TO DO
Work through the data line by line, gathering every line that has the word "this".

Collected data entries

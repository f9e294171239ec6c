/// Pannable view onto the board
///
/// `x`/`y` is the world-space point drawn at the screen centre. Only
/// [`Camera::move_by_input`] and [`Camera::recentre`] change it; grid logic
/// never reads the camera.
#[derive(Debug, Clone, Copy, PartialEq)]
pub struct Camera {
    pub x: f32,
    pub y: f32,
    centre_x: f32,
    centre_y: f32,
    /// Pan speed in world pixels per second
    pub speed: f32,
}

impl Camera {
    pub fn new(x: f32, y: f32, centre_x: f32, centre_y: f32, speed: f32) -> Self {
        Camera {
            x,
            y,
            centre_x,
            centre_y,
            speed,
        }
    }

    /// Pans along `(input_x, input_y)` for `delta_time` seconds.
    ///
    /// The input is expected to be a unit vector (or zero for no movement).
    pub fn move_by_input(&mut self, delta_time: f32, input_x: f32, input_y: f32) {
        self.x += input_x * self.speed * delta_time;
        self.y += input_y * self.speed * delta_time;
    }

    pub fn recentre(&mut self) {
        self.x = 0.0;
        self.y = 0.0;
    }

    pub fn world_to_screen(&self, world_x: f32, world_y: f32) -> (f32, f32) {
        (world_x - self.x + self.centre_x, world_y - self.y + self.centre_y)
    }

    pub fn screen_to_world(&self, screen_x: f32, screen_y: f32) -> (f32, f32) {
        (screen_x + self.x - self.centre_x, screen_y + self.y - self.centre_y)
    }
}
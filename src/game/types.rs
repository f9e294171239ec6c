// Shared enums and layout helpers used by the game scene

use crate::config::GameConfig;
use crate::hex::TILE_SIZE;

/// What the frame loop should do after a scene has handled its input
#[derive(Debug, Clone, Copy, PartialEq, Eq, Default)]
pub enum SceneTransition {
    #[default]
    None,
    /// Throw the board away and start a new one
    Restart,
    Quit,
}

/// Screen-space positions of the HUD, derived from the logical window size
#[derive(Debug, Clone, Copy, PartialEq)]
pub struct Layout {
    pub width: f32,
    pub height: f32,
    pub centre_x: f32,
    pub centre_y: f32,
    /// Vertical spacing of the preview column
    pub preview_offset: f32,
    pub preview_x: f32,
    /// Baseline for the remaining counter and the score
    pub preview_y: f32,
    pub held_x: f32,
    pub held_y: f32,
    /// Half-extents of the inner rectangle; outside it the mouse pans
    pub move_x: f32,
    pub move_y: f32,
}

impl Layout {
    pub fn from_config(config: &GameConfig) -> Self {
        let width = config.window_width as f32;
        let height = config.window_height as f32;
        let (centre_x, centre_y) = config.window_centre();
        let [margin_x, margin_y] = config.edge_pan_margin;

        Layout {
            width,
            height,
            centre_x,
            centre_y,
            preview_offset: TILE_SIZE * 2.0,
            preview_x: width - TILE_SIZE,
            preview_y: TILE_SIZE / 2.0 + 2.0,
            held_x: TILE_SIZE,
            held_y: centre_y,
            move_x: (centre_x - margin_x as f32).max(0.0),
            move_y: (centre_y - margin_y as f32).max(0.0),
        }
    }

    /// True when `(x, y)` lies in the border band that pans the camera
    pub fn is_pan_zone(&self, x: f32, y: f32) -> bool {
        (self.centre_x - x).abs() > self.move_x || (self.centre_y - y).abs() > self.move_y
    }

    /// Four border rectangles `(x, y, w, h)` framing the play area
    pub fn border_rects(&self) -> [(f32, f32, f32, f32); 4] {
        let band_x = self.centre_x - self.move_x;
        let band_y = self.centre_y - self.move_y;
        [
            (0.0, 0.0, self.width, band_y),
            (0.0, 0.0, band_x, self.height),
            (self.centre_x + self.move_x, 0.0, band_x, self.height),
            (0.0, self.centre_y + self.move_y, self.width, band_y),
        ]
    }
}
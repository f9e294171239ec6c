//! Per-frame input sampling
//!
//! The window layer hands over raw key and mouse state once per frame;
//! [`InputSystem`] turns it into an [`InputSnapshot`] where every logical
//! [`Action`] and [`MouseButton`] carries pressed / held / released flags,
//! edge-detected against the previous frame.
//!
//! # Sticky bindings
//!
//! An action may be bound to several keys. The system *tracks* one binding
//! per action: whichever alternate key was most recently seen down. The
//! action's flags then follow that key alone, and switching keys mid-hold
//! reads as one continuous hold.
//!
//! The key type is generic so the core stays independent of the windowing
//! library; the binary plugs in SDL2 scancodes.

/// High-level actions the player can trigger from the keyboard
#[derive(Debug, Clone, Copy, PartialEq, Eq, Hash)]
#[repr(u8)]
pub enum Action {
    /// Swap the active tile with the held one
    Hold = 0,
    /// Start a fresh board
    Restart = 1,
    /// Leave the game
    Back = 2,
    /// Toggle audio (ignored by the core)
    Mute = 3,
    /// Snap the camera back to the starting tile
    Centre = 4,
}

impl Action {
    pub const COUNT: usize = 5;

    pub const ALL: [Action; Action::COUNT] = [
        Action::Hold,
        Action::Restart,
        Action::Back,
        Action::Mute,
        Action::Centre,
    ];

    fn index(self) -> usize {
        self as usize
    }
}

#[derive(Debug, Clone, Copy, PartialEq, Eq, Hash)]
#[repr(u8)]
pub enum MouseButton {
    Left = 0,
    Middle = 1,
    Right = 2,
}

impl MouseButton {
    pub const ALL: [MouseButton; 3] = [MouseButton::Left, MouseButton::Middle, MouseButton::Right];
}

/// Edge-detected state of one button for one frame
#[derive(Debug, Clone, Copy, PartialEq, Eq, Default)]
pub struct ButtonState {
    /// Went down this frame
    pub pressed: bool,
    /// Currently down
    pub held: bool,
    /// Went up this frame
    pub released: bool,
}

impl ButtonState {
    pub fn from_edges(was_down: bool, is_down: bool) -> Self {
        ButtonState {
            pressed: is_down && !was_down,
            held: is_down,
            released: !is_down && was_down,
        }
    }
}

/// Everything the game scene needs to know about input for one frame
#[derive(Debug, Clone, Copy, PartialEq, Default)]
pub struct InputSnapshot {
    actions: [ButtonState; Action::COUNT],
    mouse: [ButtonState; 3],
    /// Mouse position in logical screen pixels
    pub mouse_x: i32,
    pub mouse_y: i32,
}

impl InputSnapshot {
    pub fn action(&self, action: Action) -> ButtonState {
        self.actions[action.index()]
    }

    pub fn mouse(&self, button: MouseButton) -> ButtonState {
        self.mouse[button as usize]
    }

    /// Builds a snapshot directly, for scripted input
    pub fn with_action(mut self, action: Action, state: ButtonState) -> Self {
        self.actions[action.index()] = state;
        self
    }

    pub fn with_mouse(mut self, button: MouseButton, state: ButtonState) -> Self {
        self.mouse[button as usize] = state;
        self
    }

    pub fn at(mut self, mouse_x: i32, mouse_y: i32) -> Self {
        self.mouse_x = mouse_x;
        self.mouse_y = mouse_y;
        self
    }
}

/// Turns raw key/mouse state into [`InputSnapshot`]s, frame after frame
pub struct InputSystem<K> {
    bindings: [Vec<K>; Action::COUNT],
    tracked: [Option<K>; Action::COUNT],
    last_action_down: [bool; Action::COUNT],
    last_mouse_down: [bool; 3],
}

impl<K: Copy + PartialEq> InputSystem<K> {
    /// Creates a system from `(action, keys)` pairs. The first key listed for
    /// an action is tracked until another one is pressed; unbound actions
    /// never fire.
    pub fn new(bindings: impl IntoIterator<Item = (Action, Vec<K>)>) -> Self {
        let mut table: [Vec<K>; Action::COUNT] = Default::default();
        for (action, keys) in bindings {
            table[action.index()] = keys;
        }
        let tracked = std::array::from_fn(|i| table[i].first().copied());

        InputSystem {
            bindings: table,
            tracked,
            last_action_down: [false; Action::COUNT],
            last_mouse_down: [false; 3],
        }
    }

    /// Samples one frame.
    ///
    /// * `is_down` - raw state of a bound key
    /// * `mouse_down` - raw state of left, middle and right buttons
    /// * `mouse_position` - pointer in logical screen pixels
    pub fn sample(
        &mut self,
        is_down: impl Fn(K) -> bool,
        mouse_down: [bool; 3],
        mouse_position: (i32, i32),
    ) -> InputSnapshot {
        let mut snapshot = InputSnapshot::default().at(mouse_position.0, mouse_position.1);

        for action in Action::ALL {
            let i = action.index();

            for &key in &self.bindings[i] {
                if Some(key) == self.tracked[i] {
                    continue;
                }
                // An alternate key is down: follow it from now on
                if is_down(key) {
                    self.tracked[i] = Some(key);
                }
            }

            let down = self.tracked[i].is_some_and(&is_down);
            snapshot.actions[i] = ButtonState::from_edges(self.last_action_down[i], down);
            self.last_action_down[i] = down;
        }

        for button in MouseButton::ALL {
            let i = button as usize;
            snapshot.mouse[i] = ButtonState::from_edges(self.last_mouse_down[i], mouse_down[i]);
        }
        self.last_mouse_down = mouse_down;

        snapshot
    }

    /// Key currently followed for `action`
    pub fn tracked_binding(&self, action: Action) -> Option<K> {
        self.tracked[action.index()]
    }
}

#[cfg(test)]
mod tests {
    use super::*;
    use std::collections::HashSet;

    fn system() -> InputSystem<char> {
        InputSystem::new([
            (Action::Hold, vec!['h', ' ']),
            (Action::Restart, vec!['r']),
            (Action::Back, vec!['q']),
        ])
    }

    fn sample(input: &mut InputSystem<char>, keys: &[char]) -> InputSnapshot {
        let down: HashSet<char> = keys.iter().copied().collect();
        input.sample(|k| down.contains(&k), [false; 3], (0, 0))
    }

    #[test]
    fn test_button_edges() {
        assert_eq!(
            ButtonState::from_edges(false, true),
            ButtonState { pressed: true, held: true, released: false }
        );
        assert_eq!(
            ButtonState::from_edges(true, true),
            ButtonState { pressed: false, held: true, released: false }
        );
        assert_eq!(
            ButtonState::from_edges(true, false),
            ButtonState { pressed: false, held: false, released: true }
        );
        assert_eq!(ButtonState::from_edges(false, false), ButtonState::default());
    }

    #[test]
    fn test_press_hold_release_sequence() {
        let mut input = system();

        let frame = sample(&mut input, &['r']);
        assert!(frame.action(Action::Restart).pressed);

        let frame = sample(&mut input, &['r']);
        assert!(!frame.action(Action::Restart).pressed);
        assert!(frame.action(Action::Restart).held);

        let frame = sample(&mut input, &[]);
        assert!(frame.action(Action::Restart).released);
        assert!(!frame.action(Action::Restart).held);
    }

    #[test]
    fn test_first_binding_is_tracked_initially() {
        let input = system();
        assert_eq!(input.tracked_binding(Action::Hold), Some('h'));
        assert_eq!(input.tracked_binding(Action::Mute), None);
    }

    #[test]
    fn test_alternate_binding_becomes_sticky() {
        let mut input = system();

        let frame = sample(&mut input, &[' ']);
        assert_eq!(input.tracked_binding(Action::Hold), Some(' '));
        assert!(frame.action(Action::Hold).pressed);

        // Switching keys mid-hold reads as one continuous hold
        let frame = sample(&mut input, &['h']);
        assert_eq!(input.tracked_binding(Action::Hold), Some('h'));
        assert!(frame.action(Action::Hold).held);
        assert!(!frame.action(Action::Hold).pressed);

        let frame = sample(&mut input, &[]);
        assert!(frame.action(Action::Hold).released);
        assert_eq!(input.tracked_binding(Action::Hold), Some('h'));

        let frame = sample(&mut input, &['h']);
        assert!(frame.action(Action::Hold).pressed);
    }

    #[test]
    fn test_unbound_action_never_fires() {
        let mut input = system();
        let frame = sample(&mut input, &['m', 'h', 'r', 'q']);
        assert_eq!(frame.action(Action::Mute), ButtonState::default());
        assert_eq!(frame.action(Action::Centre), ButtonState::default());
    }

    #[test]
    fn test_mouse_edges_and_position() {
        let mut input = system();
        let frame = input.sample(|_| false, [true, false, false], (12, 34));
        assert!(frame.mouse(MouseButton::Left).pressed);
        assert_eq!((frame.mouse_x, frame.mouse_y), (12, 34));

        let frame = input.sample(|_| false, [false, false, true], (12, 34));
        assert!(frame.mouse(MouseButton::Left).released);
        assert!(frame.mouse(MouseButton::Right).pressed);
        assert!(!frame.mouse(MouseButton::Middle).held);
    }

    #[test]
    fn test_scripted_snapshot() {
        let pressed = ButtonState::from_edges(false, true);
        let frame = InputSnapshot::default()
            .with_action(Action::Back, pressed)
            .with_mouse(MouseButton::Right, pressed)
            .at(5, 6);
        assert!(frame.action(Action::Back).pressed);
        assert!(frame.mouse(MouseButton::Right).pressed);
        assert!(!frame.action(Action::Hold).held);
    }
}
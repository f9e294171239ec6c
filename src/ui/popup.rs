//! Popup text for score feedback ("+10", "PERFECT")
//!
//! A [`PopupText`] is created once and reused: scoring moves it to a new
//! world-space anchor, which restarts its timer. While the timer runs the
//! text drifts upward and fades out.
//!
//! # Example
//!
//! ```rust
//! use hexagod::ui::PopupText;
//!
//! let mut popup = PopupText::new("+10", 0.5);
//! assert!(!popup.is_visible());
//!
//! popup.move_to(12.0, -4.0);
//! popup.update(0.1);
//! assert!(popup.is_visible());
//! ```

use crate::camera::Camera;
use crate::error::Result;
use crate::render::{RenderSurface, Rgba};

/// Appearance of popup text
#[derive(Debug, Clone)]
pub struct PopupStyle {
    /// Glyph scale (1 = 5x7 pixels)
    pub scale: u32,
    pub colour: Rgba,
    /// Shadow offset for legibility over bright tiles
    pub outline_offset: i32,
    pub outline_colour: Rgba,
    /// Upward drift in pixels per second
    pub rise_speed: f32,
}

impl Default for PopupStyle {
    fn default() -> Self {
        PopupStyle {
            scale: 1,
            colour: Rgba::WHITE,
            outline_offset: 1,
            outline_colour: Rgba::BLACK,
            rise_speed: 12.0,
        }
    }
}

#[derive(Debug, Clone)]
pub struct PopupText {
    text: String,
    x: f32,
    y: f32,
    duration: f32,
    remaining: f32,
    style: PopupStyle,
}

impl PopupText {
    /// Creates a hidden popup that shows for `duration` seconds each time it moves
    pub fn new(text: &str, duration: f32) -> Self {
        Self::with_style(text, duration, PopupStyle::default())
    }

    pub fn with_style(text: &str, duration: f32, style: PopupStyle) -> Self {
        PopupText {
            text: text.to_string(),
            x: 0.0,
            y: 0.0,
            duration,
            remaining: 0.0,
            style,
        }
    }

    /// Re-anchors the popup in world space and shows it again
    pub fn move_to(&mut self, x: f32, y: f32) {
        self.x = x;
        self.y = y;
        self.remaining = self.duration;
    }

    pub fn update(&mut self, delta_time: f32) {
        if !self.is_visible() {
            return;
        }
        self.remaining = (self.remaining - delta_time).max(0.0);
        self.y -= self.style.rise_speed * delta_time;
    }

    pub fn is_visible(&self) -> bool {
        self.remaining > 0.0
    }

    pub fn text(&self) -> &str {
        &self.text
    }

    /// Current world-space anchor
    pub fn position(&self) -> (f32, f32) {
        (self.x, self.y)
    }

    /// 255 when just shown, fading linearly to 0
    pub fn alpha(&self) -> u8 {
        if self.duration <= 0.0 {
            return 0;
        }
        ((self.remaining / self.duration).clamp(0.0, 1.0) * 255.0) as u8
    }

    pub fn render<S: RenderSurface + ?Sized>(&self, surface: &mut S, camera: &Camera) -> Result<()> {
        if !self.is_visible() {
            return Ok(());
        }

        let (sx, sy) = camera.world_to_screen(self.x, self.y);
        let (sx, sy) = (sx.round() as i32, sy.round() as i32);
        let alpha = self.alpha();
        let offset = self.style.outline_offset;

        surface.draw_text(
            &self.text,
            sx + offset,
            sy + offset,
            self.style.outline_colour.with_alpha(alpha),
            self.style.scale,
        )?;
        surface.draw_text(&self.text, sx, sy, self.style.colour.with_alpha(alpha), self.style.scale)
    }
}
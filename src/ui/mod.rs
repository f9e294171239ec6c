//! World-Space Feedback Components
//!
//! UI elements drawn over the board in world coordinates, converted through
//! the [`Camera`](crate::camera::Camera) at render time.
//!
//! # Architecture
//!
//! Components are created once by the scene and reused:
//! - They hold their own timer and anchor
//! - Scoring re-anchors them through `move_to` / `trigger`
//! - `update(dt)` advances them, `render` draws them if still active
//!
//! # Available Components
//!
//! - [`PopupText`] - "+10" per matched edge and "PERFECT" per completed tile
//! - [`PlaceEffect`] - Expanding rings around the last placed tile
//!
//! # Example Usage
//!
//! ```rust
//! use hexagod::ui::{PlaceEffect, PopupText};
//!
//! let mut edge_popup = PopupText::new("+10", 0.5);
//! let mut effect = PlaceEffect::new();
//!
//! // After a placement
//! edge_popup.move_to(8.0, 0.0);
//! effect.trigger(0.0, 0.0);
//!
//! // Every frame
//! edge_popup.update(1.0 / 60.0);
//! effect.update(1.0 / 60.0);
//! assert!(edge_popup.is_visible());
//! assert!(!effect.is_finished());
//! ```

pub mod place_effect;
pub mod popup;

pub use place_effect::PlaceEffect;
pub use popup::{PopupStyle, PopupText};
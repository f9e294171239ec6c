//! Hexagod: a hex tile-placement puzzle
//!
//! Place tiles drawn from a queue next to the board; every edge whose biome
//! matches its neighbour scores, and completing all six edges of a tile
//! grants bonus tiles. The library holds the whole game core and draws
//! through [`render::RenderSurface`], so it runs headless in tests. The
//! `hexagod` binary adds an SDL2 window on top.

pub mod animation;
pub mod camera;
pub mod config;
pub mod error;
pub mod game;
pub mod grid;
pub mod hex;
pub mod input_system;
pub mod render;
pub mod scoring;
pub mod text;
pub mod tile;
pub mod tile_manager;
pub mod ui;

pub use error::{GameError, Result};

TASK SOLUTION
    /// Went down this frame
    /// Went up this frame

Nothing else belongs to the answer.